• [Work item]: Return every line from the records below that has the word "fresh".

——

//! Integration tests for login token issuance and redemption.

#![allow(clippy::unwrap_used)]

use chrono::Duration;
use relay_auth::{AuthError, TokenStore};
use relay_core::sweeper::Sweepable;
use relay_testing::MockClock;
use std::sync::atomic::{AtomicUsize, Ordering};
use std::sync::{Arc, Barrier};
use std::thread;

fn token_store() -> (Arc<MockClock>, TokenStore) {
    let clock = Arc::new(MockClock::new());
    let store = TokenStore::new(clock.clone());
    (clock, store)
}

#[test]
fn test_issue_then_redeem_twice() {
    let (_clock, store) = token_store();

    let token = store.issue("a@x.com", None, None).unwrap();

    let intent = store.redeem(&token).unwrap();
    assert_eq!(intent.identity, "a@x.com");
    assert_eq!(store.redeem(&token), Err(AuthError::TokenInvalidOrExpired));
}

#[test]
fn test_issued_at_comes_from_clock() {
    let (clock, store) = token_store();
    clock.advance(Duration::minutes(3));

    let token = store.issue("a@x.com", None, None).unwrap();
    assert_eq!(store.redeem(&token).unwrap().issued_at, relay_testing::test_time() + Duration::minutes(3));
}

#[test]
fn test_token_expires_after_one_hour_without_sweep() {
    let (clock, store) = token_store();
    let token = store.issue("a@x.com", None, None).unwrap();

    clock.advance(Duration::minutes(59));
    assert_eq!(store.len(), 1);

    clock.advance(Duration::minutes(1));
    assert_eq!(store.redeem(&token), Err(AuthError::TokenInvalidOrExpired));
}

#[test]
fn test_token_valid_just_before_expiry() {
    let (clock, store) = token_store();
    let token = store.issue("a@x.com", None, None).unwrap();

    clock.advance(Duration::hours(1) - Duration::milliseconds(1));
    assert!(store.redeem(&token).is_ok());
}

#[test]
fn test_custom_ttl() {
    let clock = Arc::new(MockClock::new());
    let store = TokenStore::new(clock.clone()).with_ttl(Duration::minutes(15));
    let token = store.issue("a@x.com", None, None).unwrap();

    clock.advance(Duration::minutes(15));
    assert_eq!(store.redeem(&token), Err(AuthError::TokenInvalidOrExpired));
}

#[test]
fn test_concurrent_redeem_has_exactly_one_winner() {
    const CALLERS: usize = 24;

    let clock = Arc::new(MockClock::new());
    let store = Arc::new(TokenStore::new(clock));

    for _ in 0..20 {
        let token = Arc::new(store.issue("a@x.com", None, None).unwrap());
        let barrier = Arc::new(Barrier::new(CALLERS));
        let successes = Arc::new(AtomicUsize::new(0));
        let failures = Arc::new(AtomicUsize::new(0));

        let handles: Vec<_> = (0..CALLERS)
            .map(|_| {
                let (store, token, barrier) = (store.clone(), token.clone(), barrier.clone());
                let (successes, failures) = (successes.clone(), failures.clone());
                thread::spawn(move || {
                    barrier.wait();
                    match store.redeem(&token) {
                        Ok(_) => successes.fetch_add(1, Ordering::SeqCst),
                        Err(AuthError::TokenInvalidOrExpired) => failures.fetch_add(1, Ordering::SeqCst),
                        Err(other) => unreachable!("unexpected error: {other}"),
                    };
                })
            })
            .collect();

        for handle in handles {
            handle.join().unwrap();
        }

        assert_eq!(successes.load(Ordering::SeqCst), 1);
        assert_eq!(failures.load(Ordering::SeqCst), CALLERS - 1);
    }
}

#[test]
fn test_sweep_removes_only_expired_tokens() {
    let (clock, store) = token_store();

    let old = store.issue("old@x.com", None, None).unwrap();
    clock.advance(Duration::minutes(30));
    let fresh = store.issue("fresh@x.com", None, None).unwrap();
    clock.advance(Duration::minutes(30));

    assert_eq!(store.sweep_expired(), 1);
    assert_eq!(store.len(), 1);
    assert_eq!(store.redeem(&old), Err(AuthError::TokenInvalidOrExpired));
    assert_eq!(store.redeem(&fresh).unwrap().identity, "fresh@x.com");
}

——

• [Your solution]:
    let fresh = store.issue("fresh@x.com", None, None).unwrap();
    assert_eq!(store.redeem(&fresh).unwrap().identity, "fresh@x.com");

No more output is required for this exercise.